Congressional Republicans say they are short of the votes for raising the debt limit and avoiding a first-ever government default. With barely a week before deadline, there's no plan on what to do.
It's a huge problem for House Speaker John Boehner and a potential nightmare for his successor-in-waiting, Rep. Paul Ryan, R-Wis.
GOP leaders promised Friday that the House will act next week — just days from a Nov. 3 deadline. Increasing the government's $18.1 trillion borrowing cap so that it can continue to pay its bills in full and on time would prevent a potential meltdown in the financial markets and save the Republican Party from presiding over a default on U.S. obligations.
Treasury Secretary Jacob Lew has warned lawmakers that the government's ability to use accounting steps to pay its bills for veterans, Social Security recipients, federal employees and others will run out early next month.
"The debt limit will have to be raised, but we've got to do something to deal with it for the future," said Majority Leader Kevin McCarthy, R-Calif. "We've got a lot of ideas cooking."
But in the same breath, House GOP leaders warn that they can't summon even minimal support for the kind of debt limit increase demanded by President Barack Obama — one that's free of any concessions to hardline conservatives. They are still holding out hope for some kind of add-on to make the politically toxic vote more palatable.
Too bad, say Democrats, who point out that Congress passed a debt-limit increase just last year without add-ons. And all but two of 188 House Democrats have promised to vote for the measure, which means it would only take just 32 out of 247 Republicans to produce a winning vote of the full House.
Top House Democrats scoff when told that GOP leaders say they might not be able to even deliver that minimal number.
"Then they ought to all be fired," said Rep. Steny Hoyer of Maryland, the No. 2 House Democrat. "It is inconceivable to me that there aren't 30-plus Republicans to vote to make sure their country is solvent."
The White House on Friday reiterated that Obama will not negotiate with the GOP on the debt limit. "This is asking the Congress to pay bills that it's already incurred," said spokesman Eric Schultz.

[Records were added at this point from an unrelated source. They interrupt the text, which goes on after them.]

//! Run models
//!
//! Defines the run record, its status lifecycle values and the per-shard ledger.

use chrono::{DateTime, Utc};
use serde::{Deserialize, Serialize};
use std::collections::BTreeMap;
use std::fmt;

/// Run identity
pub type RunId = u64;

/// Lifecycle status of a run
#[derive(Clone, Copy, Debug, PartialEq, Eq, Hash, Serialize, Deserialize)]
#[serde(rename_all = "snake_case")]
pub enum RunStatus {
    Queued,
    Provisioning,
    Running,
    Reporting,
    Completed,
    Failed,
    PartialFailed,
    TimedOut,
    InfraFailed,
    Cancelled,
}

impl RunStatus {
    /// Get the wire name
    pub fn as_str(&self) -> &'static str {
        match self {
            RunStatus::Queued => "queued",
            RunStatus::Provisioning => "provisioning",
            RunStatus::Running => "running",
            RunStatus::Reporting => "reporting",
            RunStatus::Completed => "completed",
            RunStatus::Failed => "failed",
            RunStatus::PartialFailed => "partial_failed",
            RunStatus::TimedOut => "timed_out",
            RunStatus::InfraFailed => "infra_failed",
            RunStatus::Cancelled => "cancelled",
        }
    }

    /// Terminal states never change again
    pub fn is_terminal(&self) -> bool {
        matches!(
            self,
            RunStatus::Completed
                | RunStatus::Failed
                | RunStatus::PartialFailed
                | RunStatus::TimedOut
                | RunStatus::InfraFailed
                | RunStatus::Cancelled
        )
    }

    /// Get all statuses
    pub fn all() -> Vec<RunStatus> {
        vec![
            RunStatus::Queued,
            RunStatus::Provisioning,
            RunStatus::Running,
            RunStatus::Reporting,
            RunStatus::Completed,
            RunStatus::Failed,
            RunStatus::PartialFailed,
            RunStatus::TimedOut,
            RunStatus::InfraFailed,
            RunStatus::Cancelled,
        ]
    }

    /// Parse from string
    pub fn parse(s: &str) -> Option<RunStatus> {
        Self::all()
            .into_iter()
            .find(|status| status.as_str() == s.to_lowercase())
    }
}

impl fmt::Display for RunStatus {
    fn fmt(&self, f: &mut fmt::Formatter<'_>) -> fmt::Result {
        f.write_str(self.as_str())
    }
}

/// Outcome of a single shard as reported by an executor
#[derive(Clone, Copy, Debug, PartialEq, Eq, Hash, Serialize, Deserialize)]
#[serde(rename_all = "snake_case")]
pub enum ShardStatus {
    Running,
    Completed,
    Failed,
    TimedOut,
    InfraFailed,
}

impl ShardStatus {
    pub fn as_str(&self) -> &'static str {
        match self {
            ShardStatus::Running => "running",
            ShardStatus::Completed => "completed",
            ShardStatus::Failed => "failed",
            ShardStatus::TimedOut => "timed_out",
            ShardStatus::InfraFailed => "infra_failed",
        }
    }

    pub fn is_terminal(&self) -> bool {
        !matches!(self, ShardStatus::Running)
    }
}

impl fmt::Display for ShardStatus {
    fn fmt(&self, f: &mut fmt::Formatter<'_>) -> fmt::Result {
        f.write_str(self.as_str())
    }
}

/// Test counts for a shard or a whole run
#[derive(Clone, Copy, Debug, Default, PartialEq, Eq, Serialize, Deserialize)]
pub struct TestCounts {
    pub total: u64,
    pub passed: u64,
    pub failed: u64,
    pub skipped: u64,
}

impl TestCounts {
    pub fn new(passed: u64, failed: u64, skipped: u64) -> Self {
        Self {
            total: passed.saturating_add(failed).saturating_add(skipped),
            passed,
            failed,
            skipped,
        }
    }

    /// Build from optional reported values; a missing total is derived from the parts
    pub fn from_reported(
        total: Option<u64>,
        passed: Option<u64>,
        failed: Option<u64>,
        skipped: Option<u64>,
    ) -> Self {
        let passed = passed.unwrap_or(0);
        let failed = failed.unwrap_or(0);
        let skipped = skipped.unwrap_or(0);
        Self {
            total: total.unwrap_or(passed.saturating_add(failed).saturating_add(skipped)),
            passed,
            failed,
            skipped,
        }
    }

    pub fn add(&self, other: &TestCounts) -> TestCounts {
        TestCounts {
            total: self.total.saturating_add(other.total),
            passed: self.passed.saturating_add(other.passed),
            failed: self.failed.saturating_add(other.failed),
            skipped: self.skipped.saturating_add(other.skipped),
        }
    }
}

/// One slot of the shard ledger
#[derive(Clone, Debug, PartialEq, Serialize, Deserialize)]
pub struct ShardResult {
    pub status: ShardStatus,
    #[serde(default)]
    pub counts: TestCounts,
    #[serde(default, skip_serializing_if = "Option::is_none")]
    pub detail: Option<String>,
    pub updated_at: DateTime<Utc>,
}

impl ShardResult {
    pub fn new(status: ShardStatus, counts: TestCounts) -> Self {
        Self {
            status,
            counts,
            detail: None,
            updated_at: Utc::now(),
        }
    }

    pub fn running() -> Self {
        Self::new(ShardStatus::Running, TestCounts::default())
    }

    pub fn with_detail(mut self, detail: impl Into<String>) -> Self {
        self.detail = Some(detail.into());
        self
    }

    pub fn at(mut self, at: DateTime<Utc>) -> Self {
        self.updated_at = at;
        self
    }
}

/// Free-form run metadata holding the shard ledger
#[derive(Clone, Debug, Default, PartialEq, Serialize, Deserialize)]
pub struct RunMetadata {
    /// Number of planned shards, fixed by the first dispatch
    #[serde(default, skip_serializing_if = "Option::is_none")]
    pub shard_total: Option<u32>,

    /// Per-shard results keyed by shard index
    #[serde(default)]
    pub shards: BTreeMap<u32, ShardResult>,

    /// Index of the coverage artifacts attached to the run
    #[serde(default, skip_serializing_if = "Option::is_none")]
    pub coverage: Option<serde_json::Value>,
}

impl RunMetadata {
    /// Number of shards that reported a terminal outcome
    pub fn terminal_shards(&self) -> usize {
        self.shards
            .values()
            .filter(|s| s.status.is_terminal())
            .count()
    }

    /// Rebuild the coverage index from the run's coverage artifacts
    pub fn index_coverage(&mut self, artifacts: &[RunArtifact]) {
        let files: Vec<serde_json::Value> = artifacts
            .iter()
            .filter(|a| a.artifact_type == ArtifactType::Coverage)
            .map(|a| {
                serde_json::json!({
                    "shard_index": a.shard_index,
                    "bucket": a.bucket,
                    "storage_key": a.storage_key,
                    "size_bytes": a.size_bytes,
                })
            })
            .collect();
        self.coverage = if files.is_empty() {
            None
        } else {
            Some(serde_json::json!({ "shards": files.len(), "files": files }))
        };
    }

    /// Sum of all known shard counts
    pub fn merged_counts(&self) -> TestCounts {
        self.shards
            .values()
            .fold(TestCounts::default(), |acc, s| acc.add(&s.counts))
    }
}

/// Kind of stored artifact
#[derive(Clone, Copy, Debug, PartialEq, Eq, Hash, Serialize, Deserialize)]
#[serde(rename_all = "lowercase")]
pub enum ArtifactType {
    Allure,
    Coverage,
    Screenshot,
    Log,
    Video,
}

impl ArtifactType {
    pub fn as_str(&self) -> &'static str {
        match self {
            ArtifactType::Allure => "allure",
            ArtifactType::Coverage => "coverage",
            ArtifactType::Screenshot => "screenshot",
            ArtifactType::Log => "log",
            ArtifactType::Video => "video",
        }
    }
}

impl fmt::Display for ArtifactType {
    fn fmt(&self, f: &mut fmt::Formatter<'_>) -> fmt::Result {
        f.write_str(self.as_str())
    }
}

/// Reference to an object in artifact storage
#[derive(Clone, Debug, PartialEq, Serialize, Deserialize)]
pub struct RunArtifact {
    pub run_id: RunId,
    #[serde(default, skip_serializing_if = "Option::is_none")]
    pub shard_index: Option<u32>,
    pub artifact_type: ArtifactType,
    pub bucket: String,
    pub storage_key: String,
    pub size_bytes: u64,
    pub mime_type: String,
    pub created_at: DateTime<Utc>,
}

/// Request to create a run
#[derive(Clone, Debug, Default, Serialize, Deserialize)]
pub struct NewRun {
    pub project_id: u64,
    pub suite_id: u64,
    pub environment_id: u64,
    #[serde(default)]
    pub branch: Option<String>,
    #[serde(default)]
    pub commit: Option<String>,
    #[serde(default)]
    pub commit_message: Option<String>,
    #[serde(default)]
    pub triggered_by: Option<String>,
}

/// A run of a suite against an environment
#[derive(Clone, Debug, PartialEq, Serialize, Deserialize)]
pub struct Run {
    pub id: RunId,
    pub status: RunStatus,
    pub project_id: u64,
    pub suite_id: u64,
    pub environment_id: u64,
    pub branch: Option<String>,
    pub commit: Option<String>,
    pub commit_message: Option<String>,
    pub triggered_by: Option<String>,
    pub created_at: DateTime<Utc>,
    pub dispatched_at: Option<DateTime<Utc>>,
    pub started_at: Option<DateTime<Utc>>,
    pub completed_at: Option<DateTime<Utc>>,
    pub duration_seconds: Option<i64>,
    pub total_tests: u64,
    pub passed_tests: u64,
    pub failed_tests: u64,
    pub skipped_tests: u64,
    pub dataset_version: Option<String>,
    pub status_reason: Option<String>,
    #[serde(default)]
    pub run_metadata: RunMetadata,
    #[serde(default)]
    pub artifacts: Vec<RunArtifact>,
    /// Bumped by every applied mutation
    #[serde(default)]
    pub version: u64,
}

impl Run {
    /// Create a queued run
    pub fn queued(id: RunId, request: NewRun, dataset_version: Option<String>) -> Self {
        Self {
            id,
            status: RunStatus::Queued,
            project_id: request.project_id,
            suite_id: request.suite_id,
            environment_id: request.environment_id,
            branch: request.branch,
            commit: request.commit,
            commit_message: request.commit_message,
            triggered_by: request.triggered_by,
            created_at: Utc::now(),
            dispatched_at: None,
            started_at: None,
            completed_at: None,
            duration_seconds: None,
            total_tests: 0,
            passed_tests: 0,
            failed_tests: 0,
            skipped_tests: 0,
            dataset_version,
            status_reason: None,
            run_metadata: RunMetadata::default(),
            artifacts: Vec::new(),
            version: 0,
        }
    }

    pub fn counts(&self) -> TestCounts {
        TestCounts {
            total: self.total_tests,
            passed: self.passed_tests,
            failed: self.failed_tests,
            skipped: self.skipped_tests,
        }
    }

    pub fn set_counts(&mut self, counts: TestCounts) {
        self.total_tests = counts.total;
        self.passed_tests = counts.passed;
        self.failed_tests = counts.failed;
        self.skipped_tests = counts.skipped;
    }
}

impl fmt::Display for Run {
    fn fmt(&self, f: &mut fmt::Formatter<'_>) -> fmt::Result {
        write!(
            f,
            "Run {} [{}] {}/{} passed",
            self.id, self.status, self.passed_tests, self.total_tests
        )
    }
}

#[cfg(test)]
mod tests {
    use super::*;

    #[test]
    fn test_status_terminal() {
        assert!(!RunStatus::Queued.is_terminal());
        assert!(!RunStatus::Reporting.is_terminal());
        assert!(RunStatus::PartialFailed.is_terminal());
        assert!(RunStatus::Cancelled.is_terminal());
    }

    #[test]
    fn test_status_parse() {
        assert_eq!(RunStatus::parse("timed_out"), Some(RunStatus::TimedOut));
        assert_eq!(RunStatus::parse("QUEUED"), Some(RunStatus::Queued));
        assert_eq!(RunStatus::parse("nope"), None);
    }

    #[test]
    fn test_counts_from_reported() {
        let counts = TestCounts::from_reported(None, Some(3), Some(2), None);
        assert_eq!(counts.total, 5);

        let explicit = TestCounts::from_reported(Some(9), Some(3), Some(2), Some(1));
        assert_eq!(explicit.total, 9);
    }

    #[test]
    fn test_counts_saturate() {
        let counts = TestCounts::new(u64::MAX, 1, 0);
        assert_eq!(counts.total, u64::MAX);

        let reported = TestCounts::from_reported(None, Some(u64::MAX), Some(u64::MAX), None);
        assert_eq!(reported.total, u64::MAX);

        let sum = counts.add(&TestCounts::new(1, 1, 1));
        assert_eq!(sum.passed, u64::MAX);
        assert_eq!(sum.failed, 2);
    }

    #[test]
    fn test_metadata_merge() {
        let mut meta = RunMetadata::default();
        meta.shards.insert(
            0,
            ShardResult::new(ShardStatus::Completed, TestCounts::new(5, 0, 0)),
        );
        meta.shards.insert(1, ShardResult::running());
        assert_eq!(meta.terminal_shards(), 1);
        assert_eq!(meta.merged_counts().passed, 5);
    }

    #[test]
    fn test_metadata_serializes_integer_keys() {
        let mut meta = RunMetadata::default();
        meta.shard_total = Some(2);
        meta.shards.insert(
            1,
            ShardResult::new(ShardStatus::Failed, TestCounts::new(1, 1, 0)),
        );
        let json = serde_json::to_string(&meta).unwrap();
        let back: RunMetadata = serde_json::from_str(&json).unwrap();
        assert_eq!(back, meta);
    }
}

An actual default — which would occur if the government can't pay bills like a $14 billion tab for Social Security benefits on time — wouldn't come for another week or so beyond the Nov. 3 target, according to calculations by the Bipartisan Policy Center, a Washington think tank.
The debt limit fight is the latest in a long saga. For years, the party in control of Congress had to deliver many of the votes to pass debt increases, whether or not it controlled the White House. The debt limit was often added to other legislation but was not taken hostage in hopes of extracting concessions from an opposition president.
But after tea-party conservatives came to dominate the House in 2011, Boehner, R-Ohio, demanded and won $2.1 trillion in spending cuts in exchange for a comparable increase in the debt cap.
That was before Obama was re-elected. Since then, the president and his Democratic allies have been adamant that the legislation won't be taken hostage by Republicans demanding concessions. Last February, Boehner and Senate GOP Leader Mitch McConnell of Kentucky eased a debt increase through Congress by relying on almost unanimous Democratic support.
Republican gains in last fall's midterm elections, along with a handful of retirements of leadership allies who voted to raise the borrowing cap last winter mean that Boehner and McConnell need to find additional GOP votes to raise the cap.
And the politics inside the Republican Party on the debt limit have only gotten messier. Boehner is resigning next week after pressure from tea party forces, in part because he regularly turned to Democrats to get must-pass legislation like last year's debt limit increase through the chamber.
"I believe they truly don't have the votes. It is not just a negotiating posture," said David Schnittger, a former longtime Boehner aide. "It's something nobody wants to vote for."
Only 28 House Republicans voted with virtually every Democrat last year to boost the debt ceiling; 19 of those lawmakers remain in Congress. Because of GOP electoral gains, Boehner would have to come up with a dozen or more additional Republicans to pass a "clean" debt limit measure with nearly all of the chamber's Democrats.
McCarthy recently told reporters — "I do not see 218 for any clean (debt limit) bill," referring to the number of votes needed to pass legislation through the 435-member House.
However, some GOP lawmakers are open to supporting the debt measure despite opposing it last time, among them Reps. Ed Whitfield of Kentucky, Mike Simpson of Idaho and Mike Coffman of Colorado.
"It is the responsibility of the majority to do it," Simpson said, adding that he'd probably switch his vote from last year, cast as he faced a tea party challenger in his primary race.
"If it had to have my vote, yeah," Coffman said. "The fact is we have to get it done."
AP Congressional Correspondent Erica Werner contributed to this report.